I have a column in a list that contains types of expenses. I want to count
how many different types of expenses I have. In other words, if one of the
expense types is "office" and there are several instances of "office", I just
want to count "office" once. If "fees" is in the column several times, I just
want to count fees once and so on.

The way I do it now is to use the Subtotal feature to group the expenses,
and then click on the level 2 button. The level 2 subtotals will return just
one instance of each type. I then copy them and use paste special to paste
the values in cells off to the side. I can then use the count function to
count each type of expense.

So I am wondering if there is a better way or if there is a function that
will count just one instance of a group within a field.

 

[T. Valko]

What you want to do is count the unique items. Try this:

=SUMPRODUCT((A1:A100<>"")/COUNTIF(A1:A100,A1:A100&""))

 

[Guest]

Thanks, Biff. It works, but I have no idea why. I will have to take a good
look at it tomorrow. Can you give me a brief explanation of the formula?

 

[Bob Phillips]

Let's start with a list that is being counted in A1:A10.

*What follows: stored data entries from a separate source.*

//! Budget database operations.

use rusqlite::{params, OptionalExtension, Row};

use super::{Database, DbError, DbResult};
use crate::models::{Budget, BudgetStatus};

const BUDGET_COLUMNS: &str =
    "id, patient_id, number, status, total_value, items, valid_until, conditions, created_at";

impl Database {
    /// Insert a new budget.
    pub fn insert_budget(&self, budget: &Budget) -> DbResult<()> {
        let items_json = serde_json::to_string(&budget.items)?;

        self.conn.execute(
            r#"
            INSERT INTO budgets (
                id, patient_id, number, status, total_value, items,
                valid_until, conditions, created_at
            ) VALUES (?1, ?2, ?3, ?4, ?5, ?6, ?7, ?8, ?9)
            "#,
            params![
                budget.id,
                budget.patient_id,
                budget.number,
                budget.status.as_str(),
                budget.total_value,
                items_json,
                budget.valid_until,
                budget.conditions,
                budget.created_at,
            ],
        )?;
        tracing::info!(
            budget_id = %budget.id,
            patient_id = %budget.patient_id,
            items = budget.items.len(),
            "Saved budget"
        );
        Ok(())
    }

    /// Get a budget by ID.
    pub fn get_budget(&self, id: &str) -> DbResult<Option<Budget>> {
        self.conn
            .query_row(
                &format!("SELECT {} FROM budgets WHERE id = ?", BUDGET_COLUMNS),
                [id],
                BudgetRow::from_row,
            )
            .optional()?
            .map(|row| row.try_into())
            .transpose()
    }

    /// List a patient's budgets, newest first.
    pub fn list_budgets_for_patient(&self, patient_id: &str) -> DbResult<Vec<Budget>> {
        let mut stmt = self.conn.prepare(&format!(
            "SELECT {} FROM budgets WHERE patient_id = ? ORDER BY created_at DESC, rowid DESC",
            BUDGET_COLUMNS
        ))?;

        let rows = stmt
            .query_map([patient_id], BudgetRow::from_row)?
            .collect::<Result<Vec<_>, _>>()?;

        rows.into_iter().map(TryInto::try_into).collect()
    }

    /// Change a budget's status.
    pub fn update_budget_status(&self, id: &str, status: BudgetStatus) -> DbResult<bool> {
        let rows_affected = self.conn.execute(
            "UPDATE budgets SET status = ?2 WHERE id = ?1",
            params![id, status.as_str()],
        )?;
        Ok(rows_affected > 0)
    }

    /// Delete a budget.
    pub fn delete_budget(&self, id: &str) -> DbResult<bool> {
        let rows_affected = self.conn.execute("DELETE FROM budgets WHERE id = ?", [id])?;
        Ok(rows_affected > 0)
    }
}

/// Intermediate row struct for database mapping.
struct BudgetRow {
    id: String,
    patient_id: String,
    number: Option<String>,
    status: String,
    total_value: f64,
    items: String,
    valid_until: Option<String>,
    conditions: Option<String>,
    created_at: String,
}

impl BudgetRow {
    fn from_row(row: &Row<'_>) -> rusqlite::Result<Self> {
        Ok(Self {
            id: row.get(0)?,
            patient_id: row.get(1)?,
            number: row.get(2)?,
            status: row.get(3)?,
            total_value: row.get(4)?,
            items: row.get(5)?,
            valid_until: row.get(6)?,
            conditions: row.get(7)?,
            created_at: row.get(8)?,
        })
    }
}

impl TryFrom<BudgetRow> for Budget {
    type Error = DbError;

    fn try_from(row: BudgetRow) -> Result<Self, Self::Error> {
        let status = BudgetStatus::parse(&row.status)
            .ok_or_else(|| DbError::Constraint(format!("Unknown budget status: {}", row.status)))?;
        let items = serde_json::from_str(&row.items)?;

        Ok(Budget {
            id: row.id,
            patient_id: row.patient_id,
            number: row.number,
            status,
            total_value: row.total_value,
            items,
            valid_until: row.valid_until,
            conditions: row.conditions,
            created_at: row.created_at,
        })
    }
}

#[cfg(test)]
mod tests {
    use super::*;
    use crate::models::{BudgetItem, Patient};

    fn setup_db() -> (Database, String) {
        let db = Database::open_in_memory().unwrap();
        let patient = Patient::new("Carlos".into());
        db.insert_patient(&patient).unwrap();
        (db, patient.id)
    }

    fn sample_budget(patient_id: &str) -> Budget {
        let mut budget = Budget::new(patient_id.to_string());
        budget.number = Some("12345678".into());
        budget.items = vec![BudgetItem {
            id: "i-1".into(),
            procedure: "Canal".into(),
            tooth: "36".into(),
            value: 900.0,
            discount: 10.0,
        }];
        budget.total_value = budget.items_total();
        budget.valid_until = Some("2024-07-14".into());
        budget.conditions = Some("• Pagamento à vista".into());
        budget
    }

    #[test]
    fn test_insert_and_get_budget() {
        let (db, patient_id) = setup_db();
        let budget = sample_budget(&patient_id);

        db.insert_budget(&budget).unwrap();

        let retrieved = db.get_budget(&budget.id).unwrap().unwrap();
        assert_eq!(retrieved, budget);
        assert!((retrieved.total_value - 810.0).abs() < 1e-9);
    }

    #[test]
    fn test_quick_budget_defaults() {
        let (db, patient_id) = setup_db();

        let mut budget = Budget::new(patient_id.clone());
        budget.total_value = 350.0;
        db.insert_budget(&budget).unwrap();

        let listed = db.list_budgets_for_patient(&patient_id).unwrap();
        assert_eq!(listed.len(), 1);
        assert!(listed[0].items.is_empty());
        assert_eq!(listed[0].number, None);
        assert_eq!(listed[0].status, BudgetStatus::Draft);
    }

    #[test]
    fn test_update_status() {
        let (db, patient_id) = setup_db();
        let budget = sample_budget(&patient_id);
        db.insert_budget(&budget).unwrap();

        assert!(db.update_budget_status(&budget.id, BudgetStatus::Approved).unwrap());
        let retrieved = db.get_budget(&budget.id).unwrap().unwrap();
        assert_eq!(retrieved.status, BudgetStatus::Approved);
    }

    #[test]
    fn test_list_newest_first() {
        let (db, patient_id) = setup_db();
        let first = sample_budget(&patient_id);
        let second = sample_budget(&patient_id);
        db.insert_budget(&first).unwrap();
        db.insert_budget(&second).unwrap();

        let listed = db.list_budgets_for_patient(&patient_id).unwrap();
        assert_eq!(listed[0].id, second.id);
        assert_eq!(listed[1].id, first.id);
    }

    #[test]
    fn test_delete_budget() {
        let (db, patient_id) = setup_db();
        let budget = sample_budget(&patient_id);
        db.insert_budget(&budget).unwrap();

        assert!(db.delete_budget(&budget.id).unwrap());
        assert!(db.get_budget(&budget.id).unwrap().is_none());
    }
}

Bob,John,Bob,Bob,John,John,Bob,Bill,Bill,Max

The basic formula to count unique items is

=SUMPRODUCT(1/COUNTIF($A$1:$A$10,$A$1:$A$10))

The COUNTIF($A$1:$A$10,$A$1:$A$10) part of the formula builds an array of
the number of occurrences of each item, in this case{4;3;4;4;3;3;4;2;2;1}.
As can be seen, each occurrence of the repeated value is counted, so there
are four occurrences of Bob in the array. There will always be the same
number of occurrences of value as the count of that value, unless two or
more items are repeated the same number of times, in which case it will be
some multiple of that count.

Thus the item that is repeated 4 times has 4 instances of that count,
dividing 1 by the count of 4, gives 0.25 4 times. The full array of values
is

{0.25;0.333333333333333;0.25;0.25;0.333333333333333;0.333333333333333;0.25;0
..5;0.5;1}.

The item that repeats 4 times sums to 1. The item that repeats 3 times also
sums to 1. It should be clear from this that every value works in the same
way and sums to 1. In other words, 1 is returned for every unique item. The
sum of these values becomes the count of unique items.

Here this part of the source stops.